_Work instructions_
Please reproduce the data below exactly, from the first line through the line containing "tokens in seconds", and leave every later line out.
=-=-=-=-=
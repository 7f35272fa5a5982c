// Edupanel
// Copyright (C) 2025 Synerthink

// This program is free software: you can redistribute it and/or modify
// it under the terms of the GNU Affero General Public License as published by
// the Free Software Foundation, either version 3 of the License, or
// (at your option) any later version.

// This program is distributed in the hope that it will be useful,
// but WITHOUT ANY WARRANTY; without even the implied warranty of
// MERCHANTABILITY or FITNESS FOR A PARTICULAR PURPOSE.  See the
// GNU Affero General Public License for more details.

// You should have received a copy of the GNU Affero General Public License
// along with this program.  If not, see <http://www.gnu.org/licenses/>.

//! Configuration management for the access layer

use crate::error::{AccessError, AccessResult};
use std::env;
use std::path::PathBuf;

const DEFAULT_JWT_SECRET: &str = "default-secret-change-in-production";

/// Configuration for the access layer
#[derive(Debug, Clone)]
pub struct Config {
    /// File backing the persisted session keys (CLI host only)
    pub storage_path: Option<PathBuf>,

    /// JWT secret used by the in-memory authentication backend
    pub jwt_secret: String,

    /// Issuer written into issued tokens
    pub token_issuer: String,

    /// Lifetime of issued tokens in seconds
    pub token_ttl_secs: i64,

    /// Maximum number of access decisions kept in the audit log
    pub audit_capacity: usize,
}

impl Default for Config {
    fn default() -> Self {
        Self {
            storage_path: None,
            jwt_secret: DEFAULT_JWT_SECRET.to_string(),
            token_issuer: "edupanel".to_string(),
            token_ttl_secs: 24 * 60 * 60,
            audit_capacity: 1000,
        }
    }
}

impl Config {
    /// Override fields whose `EDUPANEL_*` variable is set
    ///
    /// Unparseable numeric values keep the current setting.
    pub fn apply_env(&mut self) {
        if let Ok(path) = env::var("EDUPANEL_STORAGE_PATH") {
            self.storage_path = Some(PathBuf::from(path));
        }

        if let Ok(secret) = env::var("EDUPANEL_JWT_SECRET") {
            self.jwt_secret = secret;
        }

        if let Ok(issuer) = env::var("EDUPANEL_TOKEN_ISSUER") {
            self.token_issuer = issuer;
        }

        self.token_ttl_secs = env::var("EDUPANEL_TOKEN_TTL_SECS").map(|v| v.parse().unwrap_or(self.token_ttl_secs)).unwrap_or(self.token_ttl_secs);

        self.audit_capacity = env::var("EDUPANEL_AUDIT_CAPACITY").map(|v| v.parse().unwrap_or(self.audit_capacity)).unwrap_or(self.audit_capacity);
    }

    /// Reject values the panel cannot run with
    pub fn validate(&self) -> AccessResult<()> {
        if self.jwt_secret.is_empty() {
            return Err(AccessError::InvalidConfig {
                message: "jwt_secret must not be empty".to_string(),
            });
        }

        if self.token_ttl_secs <= 0 {
            return Err(AccessError::InvalidConfig {
                message: format!("token_ttl_secs must be positive, got {}", self.token_ttl_secs),
            });
        }

        if self.audit_capacity == 0 {
            return Err(AccessError::InvalidConfig {
                message: "audit_capacity must be at least 1".to_string(),
            });
        }

        if self.jwt_secret == DEFAULT_JWT_SECRET {
            tracing::warn!("Using the default JWT secret; set EDUPANEL_JWT_SECRET outside development");
        }

        Ok(())
    }
}

#[cfg(test)]
mod tests {
    use super::*;

    #[test]
    fn test_default_config_is_valid() {
        let config = Config::default();
        assert!(config.validate().is_ok());
        assert_eq!(config.token_ttl_secs, 86_400);
        assert!(config.storage_path.is_none());
    }

    #[test]
    fn test_validate_rejects_bad_values() {
        let config = Config {
            token_ttl_secs: 0,
            ..Config::default()
        };
        assert!(matches!(config.validate(), Err(AccessError::InvalidConfig { .. })));

        let config = Config {
            jwt_secret: String::new(),
            ..Config::default()
        };
        assert!(config.validate().is_err());

        let config = Config {
            audit_capacity: 0,
            ..Config::default()
        };
        assert!(config.validate().is_err());
    }
}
=-=-=-=-=
_The answer_
repository 7f35272fa5a5982c
// Edupanel
// Copyright (C) 2025 Synerthink

// This program is free software: you can redistribute it and/or modify
// it under the terms of the GNU Affero General Public License as published by
// the Free Software Foundation, either version 3 of the License, or
// (at your option) any later version.

// This program is distributed in the hope that it will be useful,
// but WITHOUT ANY WARRANTY; without even the implied warranty of
// MERCHANTABILITY or FITNESS FOR A PARTICULAR PURPOSE.  See the
// GNU Affero General Public License for more details.

// You should have received a copy of the GNU Affero General Public License
// along with this program.  If not, see <http://www.gnu.org/licenses/>.

//! Configuration management for the access layer

use crate::error::{AccessError, AccessResult};
use std::env;
use std::path::PathBuf;

const DEFAULT_JWT_SECRET: &str = "default-secret-change-in-production";

/// Configuration for the access layer
#[derive(Debug, Clone)]
pub struct Config {
    /// File backing the persisted session keys (CLI host only)
    pub storage_path: Option<PathBuf>,

    /// JWT secret used by the in-memory authentication backend
    pub jwt_secret: String,

    /// Issuer written into issued tokens
    pub token_issuer: String,

    /// Lifetime of issued tokens in seconds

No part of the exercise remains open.